───── Available records
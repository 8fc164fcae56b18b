//! Comments and string literals.

use stencil_core::{
    CompileError, HandlerKind, LiteralPattern, MatchingHandler, Node, NodeFilter, OccurrenceKind,
    RegexPredicate,
};
use tracing::trace;

use crate::COMPILER_TARGET;
use crate::context::CompileContext;
use crate::fragments::{Fragment, fragment_regex, split_fragments, string_literal_body};

impl CompileContext<'_, '_> {
    /// A comment consisting of a single variable stands for that variable;
    /// any other comment is matched by its text.
    pub(super) fn attach_comment(&mut self, node: Node<'_>) -> Result<(), CompileError> {
        let text = node.text();
        if let Some(name) = self.marker_variable(text) {
            return self.bind_comment_marker(node, name);
        }
        self.attach_fragments(node, text, OccurrenceKind::Comment)
    }

    pub(super) fn attach_literal(&mut self, node: Node<'_>) -> Result<(), CompileError> {
        let Some(body) = string_literal_body(node.text()) else {
            return Ok(());
        };
        self.attach_fragments(node, body, OccurrenceKind::Literal)
    }

    /// Returns the variable of a `// var`, `/* var */` or `/** var */`
    /// comment.
    fn marker_variable<'t>(&self, text: &'t str) -> Option<&'t str> {
        let body = text
            .strip_prefix("/**")
            .or_else(|| text.strip_prefix("/*"))
            .and_then(|block| block.strip_suffix("*/"))
            .or_else(|| text.strip_prefix("//"))?;
        self.config.typed_var_name(body.trim())
    }

    fn bind_comment_marker(&mut self, node: Node<'_>, name: &str) -> Result<(), CompileError> {
        let id = self.pattern.variable_handler_id(name).ok_or_else(|| {
            CompileError::malformed_pattern(format!(
                "comment `{}` refers to unknown variable '{name}'",
                node.text()
            ))
        })?;
        self.pattern.set_node_handler(node.id(), id);

        if let Some(handler) = self.pattern.handler_mut(id) {
            handler.set_filter(NodeFilter::Comment);
            if let Some(substitution) = handler.as_substitution_mut() {
                substitution
                    .enable_multiline()
                    .map_err(|source| CompileError::invalid_regex(name, source))?;
            }
        }
        self.register_predicate_words(id, OccurrenceKind::Comment);
        Ok(())
    }

    /// Compiles free text with interpolated variables.
    ///
    /// Text made of a single variable is bound to that variable.  Text
    /// without variables gets no handler, but its words are still reported
    /// to the optimizer.
    fn attach_fragments(
        &mut self,
        node: Node<'_>,
        text: &str,
        kind: OccurrenceKind,
    ) -> Result<(), CompileError> {
        let fragments = split_fragments(text, self.config.typed_var_prefix());
        let mut variables = Vec::new();
        let mut last_variable = None;
        let mut has_text = false;

        for fragment in &fragments {
            match *fragment {
                Fragment::Text(piece) => {
                    has_text = true;
                    self.register_words(piece, kind);
                }
                Fragment::Variable(name) => {
                    let id = self.ensure_variable(name)?;
                    self.register_predicate_words(id, kind);
                    variables.push(name.to_owned());
                    last_variable = Some(id);
                }
            }
        }

        let Some(last_handler) = last_variable else {
            return Ok(());
        };
        if !has_text {
            self.pattern.set_node_handler(node.id(), last_handler);
            return Ok(());
        }

        let multiline = kind == OccurrenceKind::Comment;
        let regex = fragment_regex(&fragments, kind == OccurrenceKind::Literal);
        let predicate = RegexPredicate::new(&regex)
            .and_then(|predicate| {
                if multiline {
                    predicate.to_multiline()
                } else {
                    Ok(predicate)
                }
            })
            .map_err(|source| CompileError::invalid_regex(variables.join(", "), source))?;

        trace!(
            target: COMPILER_TARGET,
            node = %node.id(),
            regex = predicate.pattern(),
            "compiled text with interpolated variables"
        );
        self.pattern.attach(
            node.id(),
            MatchingHandler::new(HandlerKind::LiteralWithSubstitutions(LiteralPattern::new(
                predicate, variables,
            ))),
        );
        Ok(())
    }
}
──────────
What to produce: Repeat the records above exactly as they appear.

Answer area:
repository 8fc164fcae56b18b
//! Comments and string literals.

use stencil_core::{
    CompileError, HandlerKind, LiteralPattern, MatchingHandler, Node, NodeFilter, OccurrenceKind,
    RegexPredicate,
};
use tracing::trace;

use crate::COMPILER_TARGET;
use crate::context::CompileContext;
use crate::fragments::{Fragment, fragment_regex, split_fragments, string_literal_body};

impl CompileContext<'_, '_> {
    /// A comment consisting of a single variable stands for that variable;
    /// any other comment is matched by its text.
    pub(super) fn attach_comment(&mut self, node: Node<'_>) -> Result<(), CompileError> {
        let text = node.text();
        if let Some(name) = self.marker_variable(text) {
            return self.bind_comment_marker(node, name);
        }
        self.attach_fragments(node, text, OccurrenceKind::Comment)
    }

    pub(super) fn attach_literal(&mut self, node: Node<'_>) -> Result<(), CompileError> {
        let Some(body) = string_literal_body(node.text()) else {
            return Ok(());
        };
        self.attach_fragments(node, body, OccurrenceKind::Literal)
    }

    /// Returns the variable of a `// var`, `/* var */` or `/** var */`
    /// comment.
    fn marker_variable<'t>(&self, text: &'t str) -> Option<&'t str> {
        let body = text
            .strip_prefix("/**")
            .or_else(|| text.strip_prefix("/*"))
            .and_then(|block| block.strip_suffix("*/"))
            .or_else(|| text.strip_prefix("//"))?;
        self.config.typed_var_name(body.trim())
    }

    fn bind_comment_marker(&mut self, node: Node<'_>, name: &str) -> Result<(), CompileError> {
        let id = self.pattern.variable_handler_id(name).ok_or_else(|| {
            CompileError::malformed_pattern(format!(
                "comment `{}` refers to unknown variable '{name}'",
                node.text()
            ))
        })?;
        self.pattern.set_node_handler(node.id(), id);

        if let Some(handler) = self.pattern.handler_mut(id) {
            handler.set_filter(NodeFilter::Comment);
            if let Some(substitution) = handler.as_substitution_mut() {
                substitution
                    .enable_multiline()
                    .map_err(|source| CompileError::invalid_regex(name, source))?;
            }
        }
        self.register_predicate_words(id, OccurrenceKind::Comment);
        Ok(())
    }

    /// Compiles free text with interpolated variables.
    ///
    /// Text made of a single variable is bound to that variable.  Text
    /// without variables gets no handler, but its words are still reported
    /// to the optimizer.
    fn attach_fragments(
        &mut self,
        node: Node<'_>,
        text: &str,
        kind: OccurrenceKind,
    ) -> Result<(), CompileError> {
        let fragments = split_fragments(text, self.config.typed_var_prefix());
        let mut variables = Vec::new();
        let mut last_variable = None;
        let mut has_text = false;

        for fragment in &fragments {
            match *fragment {
                Fragment::Text(piece) => {
                    has_text = true;
                    self.register_words(piece, kind);
                }
                Fragment::Variable(name) => {
                    let id = self.ensure_variable(name)?;
                    self.register_predicate_words(id, kind);
                    variables.push(name.to_owned());
                    last_variable = Some(id);
                }
            }
        }

        let Some(last_handler) = last_variable else {
            return Ok(());
        };
        if !has_text {
            self.pattern.set_node_handler(node.id(), last_handler);
            return Ok(());
        }

        let multiline = kind == OccurrenceKind::Comment;
        let regex = fragment_regex(&fragments, kind == OccurrenceKind::Literal);
        let predicate = RegexPredicate::new(&regex)
            .and_then(|predicate| {
                if multiline {
                    predicate.to_multiline()
                } else {
                    Ok(predicate)
                }
            })
            .map_err(|source| CompileError::invalid_regex(variables.join(", "), source))?;

        trace!(
            target: COMPILER_TARGET,
            node = %node.id(),
            regex = predicate.pattern(),
            "compiled text with interpolated variables"
        );
        self.pattern.attach(
            node.id(),
            MatchingHandler::new(HandlerKind::LiteralWithSubstitutions(LiteralPattern::new(
                predicate, variables,
            ))),
        );
        Ok(())
    }
}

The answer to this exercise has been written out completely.